Many scientists may feel dissuaded from sharing their data online due to the perception that it might reduce their chances of publishing the data in a high-impact journal at a later date, in addition to the fact that they may wish protect their intellectual property. Is this an issue and, if so, how might scientists be encouraged to contribute their data to shared drug discovery platforms?
Protection of IP is a deal-breaker, sure. If you want to patent, forget about operating open source. A few years ago there was a problem with publishing research that was already in the public domain, and a few of the more traditional publishers still don’t like it, but I think everyone else has grown up a little. We first published a rigorously peer-reviewed research paper describing an open source biomedical project back in 2011. Sharing data is an excellent way to extract more value from those data, both in terms of inputs from observers as well as reuse. The public would be scandalized if they knew how much publicly-funded research never sees the light of day.

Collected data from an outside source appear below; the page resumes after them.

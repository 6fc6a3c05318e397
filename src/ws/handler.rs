//! WebSocket upgrade handler

use axum::{
    extract::{
        ws::{Message, WebSocket, WebSocketUpgrade},
        State,
    },
    response::Response,
};
use futures::{
    stream::{SplitSink, SplitStream},
    SinkExt, StreamExt,
};
use tokio::sync::{broadcast, mpsc};
use tracing::{debug, error, info, warn};
use uuid::Uuid;

use crate::app::AppState;
use crate::game::{InputEvent, Outbound, PlayerInput};
use crate::util::rate_limit::ConnectionRateLimiter;
use crate::util::time::unix_millis;
use crate::ws::protocol::{ClientMsg, ServerMsg};

/// Failure writing to a client socket
#[derive(Debug, thiserror::Error)]
pub enum SendError {
    #[error("failed to encode message: {0}")]
    Encode(#[from] serde_json::Error),

    #[error("socket closed: {0}")]
    Socket(#[from] axum::Error),
}

/// WebSocket upgrade handler. Any client may connect; identity is the connection.
pub async fn ws_handler(ws: WebSocketUpgrade, State(state): State<AppState>) -> Response {
    ws.on_upgrade(move |socket| handle_socket(socket, state))
}

/// Handle the upgraded WebSocket connection
async fn handle_socket(socket: WebSocket, state: AppState) {
    let conn_id = Uuid::new_v4();
    state.open_session(conn_id);
    info!(conn_id = %conn_id, sessions = state.session_count(), "New WebSocket connection");

    let (ws_sink, ws_stream) = socket.split();

    // Subscribe before registering so no addressed message is missed
    let outbound_rx = state.relay.subscribe();
    let input_tx = state.relay.input_tx.clone();

    if send_event(&input_tx, conn_id, InputEvent::Connected).await {
        run_session(conn_id, ws_sink, ws_stream, &input_tx, outbound_rx).await;
    } else {
        error!(conn_id = %conn_id, "Match relay is not running");
    }

    // Signal disconnect to the match task
    send_event(&input_tx, conn_id, InputEvent::Disconnected).await;

    let lasted_ms = state.close_session(&conn_id).unwrap_or(0);
    info!(conn_id = %conn_id, lasted_ms, "WebSocket connection closed");
}

/// Run the WebSocket session with read/write split
async fn run_session(
    conn_id: Uuid,
    mut ws_sink: SplitSink<WebSocket, Message>,
    mut ws_stream: SplitStream<WebSocket>,
    input_tx: &mpsc::Sender<PlayerInput>,
    mut outbound_rx: broadcast::Receiver<Outbound>,
) {
    let rate_limiter = ConnectionRateLimiter::new();

    // Spawn writer task: relay broadcasts -> WebSocket
    let writer_handle = tokio::spawn(async move {
        loop {
            match outbound_rx.recv().await {
                Ok(out) => {
                    if !out.recipients.includes(conn_id) {
                        continue;
                    }
                    if let Err(e) = send_msg(&mut ws_sink, &out.msg).await {
                        debug!(conn_id = %conn_id, error = %e, "WebSocket send failed");
                        break;
                    }
                }
                Err(broadcast::error::RecvError::Lagged(n)) => {
                    warn!(conn_id = %conn_id, lagged_count = n, "Client lagged, skipping {} messages", n);
                }
                Err(broadcast::error::RecvError::Closed) => {
                    debug!(conn_id = %conn_id, "Outbound channel closed");
                    break;
                }
            }
        }
    });

    // Reader loop: WebSocket -> match task
    while let Some(result) = ws_stream.next().await {
        match result {
            Ok(Message::Text(text)) => {
                if !rate_limiter.check_input() {
                    warn!(conn_id = %conn_id, "Rate limited input message");
                    continue;
                }

                match decode_client_msg(&text) {
                    Ok(msg) => {
                        if !send_event(input_tx, conn_id, InputEvent::Message(msg)).await {
                            debug!(conn_id = %conn_id, "Input channel closed");
                            break;
                        }
                    }
                    Err(e) => {
                        warn!(conn_id = %conn_id, error = %e, "Failed to parse client message");
                    }
                }
            }
            Ok(Message::Binary(_)) => {
                warn!(conn_id = %conn_id, "Received binary message, ignoring");
            }
            Ok(Message::Ping(_)) | Ok(Message::Pong(_)) => {}
            Ok(Message::Close(_)) => {
                info!(conn_id = %conn_id, "Client initiated close");
                break;
            }
            Err(e) => {
                error!(conn_id = %conn_id, error = %e, "WebSocket error");
                break;
            }
        }
    }

    writer_handle.abort();
}

async fn send_event(input_tx: &mpsc::Sender<PlayerInput>, conn_id: Uuid, event: InputEvent) -> bool {
    input_tx
        .send(PlayerInput {
            conn_id,
            event,
            received_at: unix_millis(),
        })
        .await
        .is_ok()
}

fn decode_client_msg(text: &str) -> Result<ClientMsg, serde_json::Error> {
    serde_json::from_str(text)
}

fn encode(msg: &ServerMsg) -> Result<Message, SendError> {
    Ok(Message::Text(serde_json::to_string(msg)?))
}

/// Send a message over WebSocket
async fn send_msg(sink: &mut SplitSink<WebSocket, Message>, msg: &ServerMsg) -> Result<(), SendError> {
    sink.send(encode(msg)?).await?;
    Ok(())
}

#[cfg(test)]
mod tests {
    use super::*;

    #[test]
    fn test_encode_as_text_frame() {
        let frame = encode(&ServerMsg::TimeUpdate {
            seconds_remaining: 42,
        })
        .unwrap();
        match frame {
            Message::Text(text) => {
                let value: serde_json::Value = serde_json::from_str(&text).unwrap();
                assert_eq!(value["type"], "timeUpdate");
                assert_eq!(value["secondsRemaining"], 42);
            }
            other => panic!("unexpected frame {:?}", other),
        }
    }

    #[test]
    fn test_decode_rejects_garbage() {
        assert!(decode_client_msg("not json").is_err());
        assert!(decode_client_msg(r#"{"type":"teleport"}"#).is_err());
        assert!(matches!(
            decode_client_msg(r#"{"type":"collectSpecialWeapon"}"#),
            Ok(ClientMsg::CollectSpecialWeapon)
        ));
    }

    #[tokio::test]
    async fn test_send_event_reports_closed_relay() {
        let (tx, rx) = mpsc::channel(1);
        drop(rx);
        assert!(!send_event(&tx, Uuid::new_v4(), InputEvent::Connected).await);
    }
}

Do you think that, in general, the open source model is well suited to taking drugs all the way to registration?
Yes, but I can’t yet prove it. We started open source pharma as a broad movement precisely to look at this in more detail. We’ve run three meetings thus far and have a draft paper that details how open source practices would impact the traditional processes of bringing a drug to market. Tata Trusts just supported the formation of an Open Source Pharma Foundation in part to help advocate some of these ideas. It’s important to note that it’s perfectly possible to take a drug to market without any protection of IP - the important malaria medicine ASAQ/Coarsucam is an example and it looks like fexinidazole will be another. When we combine such projects with an open source research mechanism (where everyone can see everything that is taking place) in a project of sufficient size that we overcome expected rates of attrition, then we’ll have an empirical test of whether we can ever use open source methods to take a medicine all the way through to market. I’m confident we’ll see this work, and I’m impatient to make it happen.